## REQUIRED WORK
Return exactly the lines below, starting with the one that has "pub mod sweep;" and going on through the one that has "pub type HandlerError".

==== EXTRACTED RECORDS

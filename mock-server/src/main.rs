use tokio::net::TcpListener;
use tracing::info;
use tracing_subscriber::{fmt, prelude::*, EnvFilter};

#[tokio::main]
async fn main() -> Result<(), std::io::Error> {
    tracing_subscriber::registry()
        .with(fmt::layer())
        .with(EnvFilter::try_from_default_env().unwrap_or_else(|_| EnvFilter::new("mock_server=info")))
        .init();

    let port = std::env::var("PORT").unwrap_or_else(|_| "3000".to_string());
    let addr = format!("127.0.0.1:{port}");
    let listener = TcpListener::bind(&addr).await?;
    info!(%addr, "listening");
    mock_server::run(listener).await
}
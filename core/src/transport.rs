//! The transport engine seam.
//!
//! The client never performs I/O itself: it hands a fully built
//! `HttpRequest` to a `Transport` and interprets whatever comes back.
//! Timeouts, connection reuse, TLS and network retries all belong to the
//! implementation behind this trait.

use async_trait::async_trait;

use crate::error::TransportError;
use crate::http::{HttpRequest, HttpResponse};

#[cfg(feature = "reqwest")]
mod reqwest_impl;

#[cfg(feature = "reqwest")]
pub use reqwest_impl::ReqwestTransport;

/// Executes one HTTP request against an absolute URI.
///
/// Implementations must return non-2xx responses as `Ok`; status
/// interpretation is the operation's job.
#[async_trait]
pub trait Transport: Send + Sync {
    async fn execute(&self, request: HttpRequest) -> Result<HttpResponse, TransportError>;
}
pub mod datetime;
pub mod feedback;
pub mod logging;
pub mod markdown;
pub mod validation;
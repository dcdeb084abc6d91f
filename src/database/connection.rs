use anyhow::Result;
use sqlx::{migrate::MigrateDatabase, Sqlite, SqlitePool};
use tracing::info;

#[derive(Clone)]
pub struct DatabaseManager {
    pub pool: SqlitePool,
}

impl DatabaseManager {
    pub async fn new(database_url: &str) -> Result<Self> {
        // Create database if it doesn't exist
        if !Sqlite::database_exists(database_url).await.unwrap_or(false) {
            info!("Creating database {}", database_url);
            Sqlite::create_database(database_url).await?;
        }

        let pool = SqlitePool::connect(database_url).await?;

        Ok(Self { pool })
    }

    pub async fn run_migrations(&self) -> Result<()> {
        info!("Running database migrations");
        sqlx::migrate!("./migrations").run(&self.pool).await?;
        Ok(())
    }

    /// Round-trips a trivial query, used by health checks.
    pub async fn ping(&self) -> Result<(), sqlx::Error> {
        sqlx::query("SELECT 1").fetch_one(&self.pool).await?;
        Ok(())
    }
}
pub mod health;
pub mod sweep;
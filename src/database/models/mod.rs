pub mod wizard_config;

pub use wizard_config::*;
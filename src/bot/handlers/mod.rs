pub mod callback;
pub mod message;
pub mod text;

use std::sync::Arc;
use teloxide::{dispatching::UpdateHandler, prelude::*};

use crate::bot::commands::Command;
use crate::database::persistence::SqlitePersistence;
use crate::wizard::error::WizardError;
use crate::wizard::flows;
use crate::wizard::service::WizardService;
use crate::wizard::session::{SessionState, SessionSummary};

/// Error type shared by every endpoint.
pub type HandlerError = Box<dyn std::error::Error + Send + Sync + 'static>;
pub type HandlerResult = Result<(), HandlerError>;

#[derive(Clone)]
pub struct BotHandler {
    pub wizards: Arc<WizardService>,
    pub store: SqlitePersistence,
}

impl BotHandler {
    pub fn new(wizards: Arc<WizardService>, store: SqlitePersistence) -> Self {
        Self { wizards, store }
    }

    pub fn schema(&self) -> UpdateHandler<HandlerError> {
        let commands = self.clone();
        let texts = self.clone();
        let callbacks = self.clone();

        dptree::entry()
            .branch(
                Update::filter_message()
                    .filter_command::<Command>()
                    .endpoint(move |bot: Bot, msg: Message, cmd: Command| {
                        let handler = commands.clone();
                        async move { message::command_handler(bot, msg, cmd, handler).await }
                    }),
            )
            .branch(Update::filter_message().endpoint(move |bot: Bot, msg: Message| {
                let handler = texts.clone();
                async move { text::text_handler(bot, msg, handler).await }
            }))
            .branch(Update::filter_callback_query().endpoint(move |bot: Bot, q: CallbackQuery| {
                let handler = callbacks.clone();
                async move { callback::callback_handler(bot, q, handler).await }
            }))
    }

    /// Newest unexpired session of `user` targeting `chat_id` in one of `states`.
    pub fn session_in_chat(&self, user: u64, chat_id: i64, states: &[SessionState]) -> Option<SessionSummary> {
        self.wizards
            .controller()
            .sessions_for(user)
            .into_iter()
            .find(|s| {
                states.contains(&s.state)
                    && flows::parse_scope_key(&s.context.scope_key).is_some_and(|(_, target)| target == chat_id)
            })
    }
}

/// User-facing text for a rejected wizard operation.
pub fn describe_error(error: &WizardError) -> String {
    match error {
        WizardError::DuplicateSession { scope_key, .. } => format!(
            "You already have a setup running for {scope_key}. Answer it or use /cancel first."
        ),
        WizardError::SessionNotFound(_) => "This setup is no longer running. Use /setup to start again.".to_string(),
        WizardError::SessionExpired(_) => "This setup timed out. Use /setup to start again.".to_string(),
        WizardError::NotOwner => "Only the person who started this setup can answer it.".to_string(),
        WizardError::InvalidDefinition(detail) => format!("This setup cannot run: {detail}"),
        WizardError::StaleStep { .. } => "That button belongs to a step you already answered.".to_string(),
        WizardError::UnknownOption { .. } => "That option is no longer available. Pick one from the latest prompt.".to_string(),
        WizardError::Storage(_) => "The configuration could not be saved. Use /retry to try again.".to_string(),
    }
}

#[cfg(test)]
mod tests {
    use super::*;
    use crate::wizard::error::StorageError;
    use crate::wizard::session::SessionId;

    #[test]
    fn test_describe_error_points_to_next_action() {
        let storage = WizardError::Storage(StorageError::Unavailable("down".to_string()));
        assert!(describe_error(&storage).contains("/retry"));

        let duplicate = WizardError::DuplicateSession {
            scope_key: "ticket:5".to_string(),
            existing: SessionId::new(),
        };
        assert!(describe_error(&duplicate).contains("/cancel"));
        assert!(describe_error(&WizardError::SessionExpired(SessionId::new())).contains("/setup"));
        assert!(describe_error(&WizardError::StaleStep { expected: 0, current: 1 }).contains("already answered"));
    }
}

========

## REPLY
pub mod sweep;
filename src/database/models/mod.rs
pub mod wizard_config;

pub use wizard_config::*;
filename src/bot/handlers/mod.rs
pub mod callback;
pub mod message;
pub mod text;

use std::sync::Arc;
use teloxide::{dispatching::UpdateHandler, prelude::*};

use crate::bot::commands::Command;
use crate::database::persistence::SqlitePersistence;
use crate::wizard::error::WizardError;
use crate::wizard::flows;
use crate::wizard::service::WizardService;
use crate::wizard::session::{SessionState, SessionSummary};

/// Error type shared by every endpoint.
pub type HandlerError = Box<dyn std::error::Error + Send + Sync + 'static>;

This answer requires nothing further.